* WORK REQUEST *
Produce again, without any change, the lines running from the one with "(key.code == KeyCode::Char('c')" through the final line of the data below, and only those.

* DATA UNDER STUDY *
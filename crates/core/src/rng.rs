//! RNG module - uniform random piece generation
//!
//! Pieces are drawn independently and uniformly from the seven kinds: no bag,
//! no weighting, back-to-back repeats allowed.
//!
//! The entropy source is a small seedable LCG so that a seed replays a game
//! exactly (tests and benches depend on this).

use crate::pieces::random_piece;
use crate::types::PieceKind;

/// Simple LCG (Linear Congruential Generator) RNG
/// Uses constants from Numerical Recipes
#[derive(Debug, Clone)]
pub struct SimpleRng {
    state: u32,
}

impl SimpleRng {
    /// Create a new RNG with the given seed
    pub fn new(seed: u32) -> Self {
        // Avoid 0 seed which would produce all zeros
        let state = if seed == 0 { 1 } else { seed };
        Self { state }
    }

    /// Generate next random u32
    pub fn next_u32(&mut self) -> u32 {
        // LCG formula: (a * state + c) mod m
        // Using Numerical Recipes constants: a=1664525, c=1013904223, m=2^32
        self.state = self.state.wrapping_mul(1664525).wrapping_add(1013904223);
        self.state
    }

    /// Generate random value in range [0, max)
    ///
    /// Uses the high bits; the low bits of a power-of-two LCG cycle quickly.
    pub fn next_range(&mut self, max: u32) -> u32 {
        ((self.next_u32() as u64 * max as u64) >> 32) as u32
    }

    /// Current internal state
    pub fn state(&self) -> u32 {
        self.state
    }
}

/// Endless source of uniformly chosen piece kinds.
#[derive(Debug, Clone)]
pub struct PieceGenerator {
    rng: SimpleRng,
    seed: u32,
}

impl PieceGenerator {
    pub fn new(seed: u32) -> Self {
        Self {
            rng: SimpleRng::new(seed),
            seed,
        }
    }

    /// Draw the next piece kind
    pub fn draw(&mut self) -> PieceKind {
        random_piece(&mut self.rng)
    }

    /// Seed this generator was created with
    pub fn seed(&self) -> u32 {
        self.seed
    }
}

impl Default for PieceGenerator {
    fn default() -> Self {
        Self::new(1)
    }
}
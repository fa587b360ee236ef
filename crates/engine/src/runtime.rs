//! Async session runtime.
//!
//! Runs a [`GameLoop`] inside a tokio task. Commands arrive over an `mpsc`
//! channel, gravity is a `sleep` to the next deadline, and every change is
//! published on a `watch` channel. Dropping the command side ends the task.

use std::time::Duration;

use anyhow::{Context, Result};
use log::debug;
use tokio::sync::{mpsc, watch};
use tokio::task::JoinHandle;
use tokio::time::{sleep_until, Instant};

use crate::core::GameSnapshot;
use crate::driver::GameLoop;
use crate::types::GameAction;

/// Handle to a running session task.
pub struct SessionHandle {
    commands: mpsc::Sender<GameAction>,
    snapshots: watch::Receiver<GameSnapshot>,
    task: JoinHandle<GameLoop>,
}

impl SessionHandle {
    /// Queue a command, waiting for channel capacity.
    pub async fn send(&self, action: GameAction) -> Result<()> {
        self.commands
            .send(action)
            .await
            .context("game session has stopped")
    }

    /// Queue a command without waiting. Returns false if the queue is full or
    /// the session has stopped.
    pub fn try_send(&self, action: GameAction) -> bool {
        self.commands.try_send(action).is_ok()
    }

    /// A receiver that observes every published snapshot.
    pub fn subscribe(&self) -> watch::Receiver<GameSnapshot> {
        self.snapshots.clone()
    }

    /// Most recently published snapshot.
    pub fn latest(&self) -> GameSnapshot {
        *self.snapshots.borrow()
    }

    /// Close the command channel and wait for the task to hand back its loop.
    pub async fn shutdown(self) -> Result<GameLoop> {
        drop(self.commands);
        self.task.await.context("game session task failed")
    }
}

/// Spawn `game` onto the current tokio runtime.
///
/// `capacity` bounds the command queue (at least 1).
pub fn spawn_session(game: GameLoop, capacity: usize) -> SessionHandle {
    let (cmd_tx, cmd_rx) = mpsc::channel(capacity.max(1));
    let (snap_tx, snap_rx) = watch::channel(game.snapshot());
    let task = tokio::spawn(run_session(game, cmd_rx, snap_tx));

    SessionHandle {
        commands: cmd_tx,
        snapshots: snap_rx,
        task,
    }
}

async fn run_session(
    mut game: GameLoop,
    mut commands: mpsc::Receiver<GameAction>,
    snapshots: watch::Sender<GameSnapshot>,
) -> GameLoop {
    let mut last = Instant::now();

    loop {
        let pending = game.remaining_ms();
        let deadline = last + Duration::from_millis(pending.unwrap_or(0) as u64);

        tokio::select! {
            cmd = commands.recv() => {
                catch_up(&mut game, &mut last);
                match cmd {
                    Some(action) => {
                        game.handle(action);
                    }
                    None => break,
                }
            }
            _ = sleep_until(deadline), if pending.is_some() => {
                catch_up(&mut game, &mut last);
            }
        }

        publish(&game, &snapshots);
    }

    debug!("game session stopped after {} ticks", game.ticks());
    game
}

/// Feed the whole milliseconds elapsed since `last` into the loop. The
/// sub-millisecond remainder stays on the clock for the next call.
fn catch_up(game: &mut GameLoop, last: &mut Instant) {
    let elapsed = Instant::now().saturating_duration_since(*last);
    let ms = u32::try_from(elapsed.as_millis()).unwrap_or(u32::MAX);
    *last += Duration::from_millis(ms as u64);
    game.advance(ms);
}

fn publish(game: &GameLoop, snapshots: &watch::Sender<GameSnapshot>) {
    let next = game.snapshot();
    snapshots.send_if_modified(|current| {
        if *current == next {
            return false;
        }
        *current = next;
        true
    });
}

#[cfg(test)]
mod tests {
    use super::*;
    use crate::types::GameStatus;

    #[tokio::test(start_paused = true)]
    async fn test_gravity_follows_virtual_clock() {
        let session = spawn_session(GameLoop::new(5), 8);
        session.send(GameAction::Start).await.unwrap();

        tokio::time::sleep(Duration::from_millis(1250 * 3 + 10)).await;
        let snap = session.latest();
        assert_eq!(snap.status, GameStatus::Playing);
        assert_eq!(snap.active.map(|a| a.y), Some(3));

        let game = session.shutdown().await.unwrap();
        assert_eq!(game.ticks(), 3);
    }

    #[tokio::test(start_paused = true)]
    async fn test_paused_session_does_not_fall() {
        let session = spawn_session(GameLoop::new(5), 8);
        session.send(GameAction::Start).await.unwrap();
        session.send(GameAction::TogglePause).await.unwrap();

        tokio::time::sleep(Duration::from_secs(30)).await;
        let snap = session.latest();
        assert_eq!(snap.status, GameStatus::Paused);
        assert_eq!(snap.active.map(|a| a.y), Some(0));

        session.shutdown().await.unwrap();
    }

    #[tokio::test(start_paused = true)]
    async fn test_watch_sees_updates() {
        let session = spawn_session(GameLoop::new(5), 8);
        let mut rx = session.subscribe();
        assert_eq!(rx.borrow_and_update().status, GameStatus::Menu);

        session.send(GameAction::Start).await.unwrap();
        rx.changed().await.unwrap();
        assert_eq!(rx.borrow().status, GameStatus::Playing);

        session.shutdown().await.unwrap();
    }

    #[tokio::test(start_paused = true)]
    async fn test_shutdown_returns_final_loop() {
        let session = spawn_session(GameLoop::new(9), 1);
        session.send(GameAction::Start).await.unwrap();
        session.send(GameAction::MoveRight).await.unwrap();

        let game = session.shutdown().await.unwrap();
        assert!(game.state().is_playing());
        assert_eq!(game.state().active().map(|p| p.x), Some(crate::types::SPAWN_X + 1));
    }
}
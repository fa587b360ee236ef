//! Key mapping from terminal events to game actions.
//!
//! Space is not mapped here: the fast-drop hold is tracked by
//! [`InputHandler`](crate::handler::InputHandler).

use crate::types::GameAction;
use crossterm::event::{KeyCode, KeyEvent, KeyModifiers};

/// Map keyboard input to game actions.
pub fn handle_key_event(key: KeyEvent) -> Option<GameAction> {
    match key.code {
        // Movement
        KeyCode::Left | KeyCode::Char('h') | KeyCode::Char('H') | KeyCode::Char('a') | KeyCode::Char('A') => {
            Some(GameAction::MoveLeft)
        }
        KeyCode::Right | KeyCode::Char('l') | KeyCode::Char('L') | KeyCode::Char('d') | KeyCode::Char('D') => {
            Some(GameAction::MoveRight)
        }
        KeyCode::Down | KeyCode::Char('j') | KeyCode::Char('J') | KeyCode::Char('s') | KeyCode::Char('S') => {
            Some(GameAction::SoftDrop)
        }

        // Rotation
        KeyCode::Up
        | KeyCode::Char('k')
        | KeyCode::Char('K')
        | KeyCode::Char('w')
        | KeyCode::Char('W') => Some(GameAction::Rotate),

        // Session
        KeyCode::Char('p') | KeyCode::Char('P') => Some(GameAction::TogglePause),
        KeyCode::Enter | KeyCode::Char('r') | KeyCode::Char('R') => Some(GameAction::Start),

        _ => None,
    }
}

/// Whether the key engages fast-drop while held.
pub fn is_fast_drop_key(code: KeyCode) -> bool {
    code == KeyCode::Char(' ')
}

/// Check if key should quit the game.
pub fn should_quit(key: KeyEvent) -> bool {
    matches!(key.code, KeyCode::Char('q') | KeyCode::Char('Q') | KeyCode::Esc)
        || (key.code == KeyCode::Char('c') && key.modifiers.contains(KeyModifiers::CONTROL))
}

* SOLUTION FOR THIS PROBLEM *
        || (key.code == KeyCode::Char('c') && key.modifiers.contains(KeyModifiers::CONTROL))
}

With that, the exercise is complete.